Your answer should be the lines below from the one holding "# Document Sequences" through the one holding "let number = kind.format(year, value);", copied exactly and with nothing else.

** Opening DATA PROVIDED block **

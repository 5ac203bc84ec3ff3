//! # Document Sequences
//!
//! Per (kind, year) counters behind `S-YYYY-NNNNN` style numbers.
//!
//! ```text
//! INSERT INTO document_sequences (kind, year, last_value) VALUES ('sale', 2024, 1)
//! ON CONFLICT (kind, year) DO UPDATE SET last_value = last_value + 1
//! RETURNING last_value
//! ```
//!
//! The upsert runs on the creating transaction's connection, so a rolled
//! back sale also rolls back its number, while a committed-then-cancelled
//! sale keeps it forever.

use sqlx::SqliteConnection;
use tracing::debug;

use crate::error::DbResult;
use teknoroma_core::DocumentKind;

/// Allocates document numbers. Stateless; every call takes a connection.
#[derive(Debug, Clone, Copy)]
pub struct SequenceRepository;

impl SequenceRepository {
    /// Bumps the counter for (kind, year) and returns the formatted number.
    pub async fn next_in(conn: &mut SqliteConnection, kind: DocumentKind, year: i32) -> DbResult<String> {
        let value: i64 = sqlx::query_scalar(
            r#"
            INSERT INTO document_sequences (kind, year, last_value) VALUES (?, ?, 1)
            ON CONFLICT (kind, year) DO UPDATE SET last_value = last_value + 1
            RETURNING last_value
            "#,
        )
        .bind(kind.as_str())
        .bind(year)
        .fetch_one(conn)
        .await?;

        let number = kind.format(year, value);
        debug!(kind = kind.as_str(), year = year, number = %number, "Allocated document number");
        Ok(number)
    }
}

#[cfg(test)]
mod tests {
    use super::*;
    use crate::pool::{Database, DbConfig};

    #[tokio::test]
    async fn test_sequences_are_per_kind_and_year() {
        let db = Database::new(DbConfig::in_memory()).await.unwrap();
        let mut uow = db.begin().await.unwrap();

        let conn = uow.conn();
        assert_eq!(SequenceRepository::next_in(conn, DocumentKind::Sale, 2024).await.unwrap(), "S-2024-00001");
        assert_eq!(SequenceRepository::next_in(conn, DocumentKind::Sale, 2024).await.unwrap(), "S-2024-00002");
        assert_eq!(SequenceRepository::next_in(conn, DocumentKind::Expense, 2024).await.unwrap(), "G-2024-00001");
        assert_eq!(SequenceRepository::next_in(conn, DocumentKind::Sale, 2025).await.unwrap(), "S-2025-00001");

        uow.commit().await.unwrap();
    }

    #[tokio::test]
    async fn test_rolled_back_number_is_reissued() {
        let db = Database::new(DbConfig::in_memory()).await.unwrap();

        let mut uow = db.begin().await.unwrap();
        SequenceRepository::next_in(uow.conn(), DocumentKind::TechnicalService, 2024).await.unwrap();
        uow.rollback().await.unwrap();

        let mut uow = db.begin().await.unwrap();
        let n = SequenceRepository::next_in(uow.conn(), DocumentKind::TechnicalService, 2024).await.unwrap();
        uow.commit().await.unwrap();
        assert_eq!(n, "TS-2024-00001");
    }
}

** Closing DATA PROVIDED block **
** Opening DATA PROVIDED block **

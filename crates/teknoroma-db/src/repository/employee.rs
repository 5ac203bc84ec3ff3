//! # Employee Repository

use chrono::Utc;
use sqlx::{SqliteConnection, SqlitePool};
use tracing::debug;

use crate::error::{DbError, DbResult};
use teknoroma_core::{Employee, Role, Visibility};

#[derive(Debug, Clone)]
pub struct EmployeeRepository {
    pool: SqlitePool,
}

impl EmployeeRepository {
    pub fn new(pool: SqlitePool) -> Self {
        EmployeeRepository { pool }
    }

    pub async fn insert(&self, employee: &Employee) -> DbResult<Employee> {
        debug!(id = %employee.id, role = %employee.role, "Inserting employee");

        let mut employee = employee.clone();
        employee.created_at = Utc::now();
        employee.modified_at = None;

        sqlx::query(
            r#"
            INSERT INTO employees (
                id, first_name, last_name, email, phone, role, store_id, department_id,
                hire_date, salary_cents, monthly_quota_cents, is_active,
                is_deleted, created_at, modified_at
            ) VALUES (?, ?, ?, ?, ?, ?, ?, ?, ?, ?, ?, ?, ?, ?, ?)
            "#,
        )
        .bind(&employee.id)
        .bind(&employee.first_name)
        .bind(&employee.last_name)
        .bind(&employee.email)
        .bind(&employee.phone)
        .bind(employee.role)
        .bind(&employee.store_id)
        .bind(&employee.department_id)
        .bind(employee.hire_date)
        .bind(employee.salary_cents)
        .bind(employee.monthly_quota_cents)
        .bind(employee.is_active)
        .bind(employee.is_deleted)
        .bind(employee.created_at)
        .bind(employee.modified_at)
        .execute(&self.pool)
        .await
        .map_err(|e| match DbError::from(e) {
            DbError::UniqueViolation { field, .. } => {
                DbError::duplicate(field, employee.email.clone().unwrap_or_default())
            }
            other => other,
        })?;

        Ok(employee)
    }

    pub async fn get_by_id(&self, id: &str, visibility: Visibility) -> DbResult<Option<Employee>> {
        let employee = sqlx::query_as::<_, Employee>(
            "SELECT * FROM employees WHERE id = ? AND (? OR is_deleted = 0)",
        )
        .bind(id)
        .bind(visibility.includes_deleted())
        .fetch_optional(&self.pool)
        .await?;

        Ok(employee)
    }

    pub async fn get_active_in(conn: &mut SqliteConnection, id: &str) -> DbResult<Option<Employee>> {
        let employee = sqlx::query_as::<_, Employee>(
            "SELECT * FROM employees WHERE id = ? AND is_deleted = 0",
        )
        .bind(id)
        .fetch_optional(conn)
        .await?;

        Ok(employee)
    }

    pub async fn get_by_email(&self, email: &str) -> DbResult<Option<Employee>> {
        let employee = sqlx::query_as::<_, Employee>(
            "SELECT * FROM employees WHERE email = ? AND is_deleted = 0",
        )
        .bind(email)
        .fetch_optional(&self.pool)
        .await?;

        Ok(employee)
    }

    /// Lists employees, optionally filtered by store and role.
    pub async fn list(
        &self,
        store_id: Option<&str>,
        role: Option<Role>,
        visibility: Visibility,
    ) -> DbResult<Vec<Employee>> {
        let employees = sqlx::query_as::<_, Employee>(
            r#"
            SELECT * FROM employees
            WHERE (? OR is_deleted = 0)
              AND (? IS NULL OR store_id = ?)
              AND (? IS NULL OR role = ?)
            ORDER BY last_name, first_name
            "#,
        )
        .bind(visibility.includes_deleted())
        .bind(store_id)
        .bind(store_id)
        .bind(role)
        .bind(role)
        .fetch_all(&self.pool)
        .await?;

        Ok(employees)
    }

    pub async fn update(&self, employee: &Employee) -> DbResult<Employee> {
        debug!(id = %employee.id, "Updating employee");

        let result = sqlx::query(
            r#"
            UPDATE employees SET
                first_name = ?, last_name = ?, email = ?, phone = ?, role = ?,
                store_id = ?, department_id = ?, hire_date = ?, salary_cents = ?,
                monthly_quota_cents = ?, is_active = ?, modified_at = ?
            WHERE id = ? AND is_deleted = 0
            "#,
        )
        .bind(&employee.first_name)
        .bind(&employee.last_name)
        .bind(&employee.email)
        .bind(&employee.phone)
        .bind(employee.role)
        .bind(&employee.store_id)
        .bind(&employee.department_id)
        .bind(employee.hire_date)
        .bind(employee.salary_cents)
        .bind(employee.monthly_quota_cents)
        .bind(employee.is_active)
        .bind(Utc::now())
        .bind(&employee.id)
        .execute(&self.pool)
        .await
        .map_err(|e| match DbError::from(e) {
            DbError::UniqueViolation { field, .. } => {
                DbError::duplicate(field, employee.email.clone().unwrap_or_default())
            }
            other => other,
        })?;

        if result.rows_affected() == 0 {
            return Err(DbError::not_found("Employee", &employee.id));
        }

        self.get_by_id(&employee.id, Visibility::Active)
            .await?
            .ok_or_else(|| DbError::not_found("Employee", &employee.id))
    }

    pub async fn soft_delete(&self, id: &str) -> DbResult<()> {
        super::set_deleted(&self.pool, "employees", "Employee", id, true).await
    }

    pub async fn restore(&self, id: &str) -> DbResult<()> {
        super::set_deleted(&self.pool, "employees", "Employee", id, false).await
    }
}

** Closing DATA PROVIDED block **

THE ANSWER -
//! # Document Sequences
//!
//! Per (kind, year) counters behind `S-YYYY-NNNNN` style numbers.
//!
//! ```text
//! INSERT INTO document_sequences (kind, year, last_value) VALUES ('sale', 2024, 1)
//! ON CONFLICT (kind, year) DO UPDATE SET last_value = last_value + 1
//! RETURNING last_value
//! ```
//!
//! The upsert runs on the creating transaction's connection, so a rolled
//! back sale also rolls back its number, while a committed-then-cancelled
//! sale keeps it forever.

use sqlx::SqliteConnection;
use tracing::debug;

use crate::error::DbResult;
use teknoroma_core::DocumentKind;

/// Allocates document numbers. Stateless; every call takes a connection.
#[derive(Debug, Clone, Copy)]
pub struct SequenceRepository;

impl SequenceRepository {
    /// Bumps the counter for (kind, year) and returns the formatted number.
    pub async fn next_in(conn: &mut SqliteConnection, kind: DocumentKind, year: i32) -> DbResult<String> {
        let value: i64 = sqlx::query_scalar(
            r#"
            INSERT INTO document_sequences (kind, year, last_value) VALUES (?, ?, 1)
            ON CONFLICT (kind, year) DO UPDATE SET last_value = last_value + 1
            RETURNING last_value
            "#,
        )
        .bind(kind.as_str())
        .bind(year)
        .fetch_one(conn)
        .await?;

        let number = kind.format(year, value);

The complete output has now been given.